Apache Kyuubi & Celeborn (Incubating) helps Spark embrace cloud native

This article is compiled from the sharing of Pan Cheng, software engineer of Netease Shufan, at ASF CommunityOverCode Asia 2023 (Beijing). The content of this article is mainly: 1) The benefits and challenges of Spark cloud native; 2) How to build a unified Spark task gateway based on Apache Kyuubi; 3) How to build Shuffle Service based on Apache Celeborn (Incubating); 4) NetEase’s support for Spark on other aspects Improvements to Kubernetes schemes.

In the past few years, NetEase has made great explorations in the field of big data cloud native. This article focuses on how to build an enterprise-level Spark on Kubernetes cloud-native offline computing platform based on open source technologies such as Apache Kyuubi & Celeborn, including technology selection, architecture design, lessons learned, defect improvement, cost reduction and efficiency increase, etc. research results in this field.

01 Benefits and Challenges of Spark on Kubernetes

Apache Spark, as the de facto standard in the field of big data offline computing, is widely used in NetEase's internal and commercial products such as data centers. At present, Spark on YARN is the most mainstream and mature usage method in the industry, but with the popularity of cloud native technology represented by Kubernetes, Spark on K8s is being favored by more and more users.
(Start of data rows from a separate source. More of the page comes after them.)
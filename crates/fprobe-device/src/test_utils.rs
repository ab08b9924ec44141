//! Test utilities for device collaborators
//!
//! Provides an in-memory [`FakeDevice`] implementing every trait in
//! [`crate::source`], so discovery and window resolution can be tested without
//! a device.

use std::collections::VecDeque;
use std::sync::atomic::{AtomicUsize, Ordering};
use std::sync::Mutex;

use fprobe_core::prelude::*;
use fprobe_core::{Activity, Window};

use crate::source::{ActivityProvider, LogSource, PortForwarder, WindowProvider};

/// Log snapshots returned by successive [`LogSource::log_lines`] calls.
#[derive(Debug, Clone)]
pub enum ScriptedLog {
    /// Every read returns the same lines
    Constant(Vec<Vec<u8>>),
    /// Each read returns the next snapshot; the last one repeats
    Sequence(VecDeque<Vec<Vec<u8>>>),
    /// Every read fails with a process error
    Failing,
}

impl ScriptedLog {
    pub fn constant(lines: &[&str]) -> Self {
        ScriptedLog::Constant(to_bytes(lines))
    }

    pub fn sequence(snapshots: Vec<Vec<&str>>) -> Self {
        ScriptedLog::Sequence(snapshots.iter().map(|s| to_bytes(s)).collect())
    }

    fn next_snapshot(&mut self) -> Result<Vec<Vec<u8>>> {
        match self {
            ScriptedLog::Constant(lines) => Ok(lines.clone()),
            ScriptedLog::Sequence(snapshots) => {
                let snapshot = if snapshots.len() > 1 {
                    snapshots.pop_front()
                } else {
                    snapshots.front().cloned()
                };
                Ok(snapshot.unwrap_or_default())
            }
            ScriptedLog::Failing => Err(Error::process("logcat exited with status 1")),
        }
    }
}

impl Default for ScriptedLog {
    fn default() -> Self {
        ScriptedLog::Constant(Vec::new())
    }
}

fn to_bytes(lines: &[&str]) -> Vec<Vec<u8>> {
    lines.iter().map(|l| l.as_bytes().to_vec()).collect()
}

/// In-memory device that records what was asked of it.
#[derive(Debug, Default)]
pub struct FakeDevice {
    log: Mutex<ScriptedLog>,
    log_reads: AtomicUsize,
    forwarded: Mutex<Vec<(u16, u16)>>,
    windows: Vec<Window>,
    activities: Vec<Activity>,
}

impl FakeDevice {
    pub fn new() -> Self {
        Self::default()
    }

    pub fn with_log(mut self, log: ScriptedLog) -> Self {
        self.log = Mutex::new(log);
        self
    }

    pub fn with_failing_log(self) -> Self {
        self.with_log(ScriptedLog::Failing)
    }

    pub fn with_windows(mut self, windows: Vec<Window>) -> Self {
        self.windows = windows;
        self
    }

    pub fn with_activities(mut self, activities: Vec<Activity>) -> Self {
        self.activities = activities;
        self
    }

    /// Number of log snapshots taken so far
    pub fn log_reads(&self) -> usize {
        self.log_reads.load(Ordering::SeqCst)
    }

    /// Every `(local, remote)` pair passed to `forward`, in call order
    pub fn forwarded(&self) -> Vec<(u16, u16)> {
        self.forwarded
            .lock()
            .map(|f| f.clone())
            .unwrap_or_default()
    }
}

impl LogSource for FakeDevice {
    async fn log_lines(&self, _clear_buffer: bool) -> Result<Vec<Vec<u8>>> {
        self.log_reads.fetch_add(1, Ordering::SeqCst);
        let mut log = self
            .log
            .lock()
            .map_err(|_| Error::process("fake log poisoned"))?;
        log.next_snapshot()
    }
}

impl PortForwarder for FakeDevice {
    async fn forward(&self, local_port: u16, remote_port: u16) -> Result<()> {
        self.forwarded
            .lock()
            .map_err(|_| Error::process("fake forwarder poisoned"))?
            .push((local_port, remote_port));
        Ok(())
    }
}

impl WindowProvider for FakeDevice {
    async fn list_windows(&self) -> Result<Vec<Window>> {
        Ok(self.windows.clone())
    }
}

impl ActivityProvider for FakeDevice {
    async fn list_activities(&self) -> Result<Vec<Activity>> {
        Ok(self.activities.clone())
    }
}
Netease has been exploring Spark on K8s technology since 2018. Compared with Spark on YARN, Spark on K8s has significant advantages in many aspects; at the same time, as a relatively new technology, it is not as complete as Spark on YARN in some aspects. Let's make a simple comparison of some of the more critical parts:

In terms of isolation, thanks to the support of container technology, Spark on K8s has significant advantages over the YARN process-level job isolation mechanism. On the one hand, containerization greatly simplifies the dependency management of Spark jobs, especially the isolation of Python dependencies and dynamic link libraries; at the same time, containerization cooperates with the cgroup mechanism to restrict job resources more strictly and finely.
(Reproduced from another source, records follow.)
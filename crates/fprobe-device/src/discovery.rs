//! VM Service endpoint discovery
//!
//! A Flutter app announces its VM Service on the device log at startup. The
//! port is assigned dynamically, so the only way to find it is to read the log.
//! [`discover_endpoint`] polls log snapshots until an announcement shows up,
//! forwards the port to the host and returns the WebSocket address.
//!
//! Each poll re-reads the whole buffer and only the *last* announcement is
//! used: an app that was relaunched leaves stale announcements behind, and the
//! newest listener is the live one.

use std::time::Duration;

use tokio::time::{sleep, Instant};

use fprobe_core::prelude::*;
use fprobe_core::{DebugUrl, SocketAddress};

use crate::source::{LogSource, PortForwarder};

/// How long to wait for the announcement by default
pub const DEFAULT_DISCOVERY_TIMEOUT: Duration = Duration::from_secs(60);

/// Delay between two log snapshots by default
pub const DEFAULT_POLL_INTERVAL: Duration = Duration::from_secs(1);

/// Timing of a discovery run
#[derive(Debug, Clone, Copy, PartialEq, Eq)]
pub struct DiscoveryOptions {
    /// Give up once this much time has passed. The last poll may overrun it
    /// by up to one `poll_interval`.
    pub deadline: Duration,
    pub poll_interval: Duration,
}

impl Default for DiscoveryOptions {
    fn default() -> Self {
        Self {
            deadline: DEFAULT_DISCOVERY_TIMEOUT,
            poll_interval: DEFAULT_POLL_INTERVAL,
        }
    }
}

impl DiscoveryOptions {
    pub fn with_deadline(mut self, deadline: Duration) -> Self {
        self.deadline = deadline;
        self
    }

    pub fn with_poll_interval(mut self, poll_interval: Duration) -> Self {
        self.poll_interval = poll_interval;
        self
    }
}

/// Return the last well-formed announcement in a log snapshot.
///
/// Lines are decoded lossily. Announcements whose URL cannot be parsed are
/// logged and skipped so they never reach port forwarding.
pub fn latest_debug_url(lines: &[Vec<u8>]) -> Option<DebugUrl> {
    let mut found = Vec::new();

    for line in lines {
        let text = String::from_utf8_lossy(line);
        match DebugUrl::from_log_line(&text) {
            Some(Ok(url)) => found.push(url),
            Some(Err(e)) => warn!("Skipping unusable VM Service announcement: {}", e),
            None => {}
        }
    }

    found.pop()
}

/// Poll the device log for the VM Service announcement and forward its port.
///
/// Returns as soon as a snapshot contains an announcement; the host port is
/// the same as the device port. Nothing is cached: every call polls again and
/// re-forwards.
///
/// # Errors
///
/// - [`Error::DiscoveryTimeout`] if no announcement appeared before the deadline.
/// - Any error from reading the log or forwarding the port, unchanged.
pub async fn discover_endpoint<S, F>(
    source: &S,
    forwarder: &F,
    options: DiscoveryOptions,
) -> Result<SocketAddress>
where
    S: LogSource,
    F: PortForwarder,
{
    let start = Instant::now();
    let mut polls: u32 = 0;

    debug!(
        "Waiting up to {:?} for the VM Service announcement (poll every {:?})",
        options.deadline, options.poll_interval
    );

    while start.elapsed() < options.deadline {
        polls += 1;
        let lines = source.log_lines(false).await?;
        trace!("Poll {}: scanning {} log lines", polls, lines.len());

        if let Some(url) = latest_debug_url(&lines) {
            debug!("Found {} after {} poll(s)", url.raw, polls);
            forwarder.forward(url.port, url.port).await?;

            let address = url.socket_address();
            info!("VM Service endpoint: {}", address);
            return Ok(address);
        }

        sleep(options.poll_interval).await;
    }

    warn!(
        "No VM Service announcement after {} poll(s) in {:?}",
        polls,
        start.elapsed()
    );
    Err(Error::discovery_timeout(options.deadline))
}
In resource management strategies at the cluster level, applications often do not use 100% of the resources they apply for. Oversubscription is a common strategy to improve cluster resource utilization. Taking CPU as an example, YARN can set the ratio of vCore to physical Core at the cluster level, that is, the CPU oversubscription ratio, but K8s can support job-level CPU oversubscription ratio; tasks in the cluster have different CPU utilization rates , for many IO-heavy jobs represented by data transmission, setting a higher CPU oversubscription ratio can greatly save CPU resources.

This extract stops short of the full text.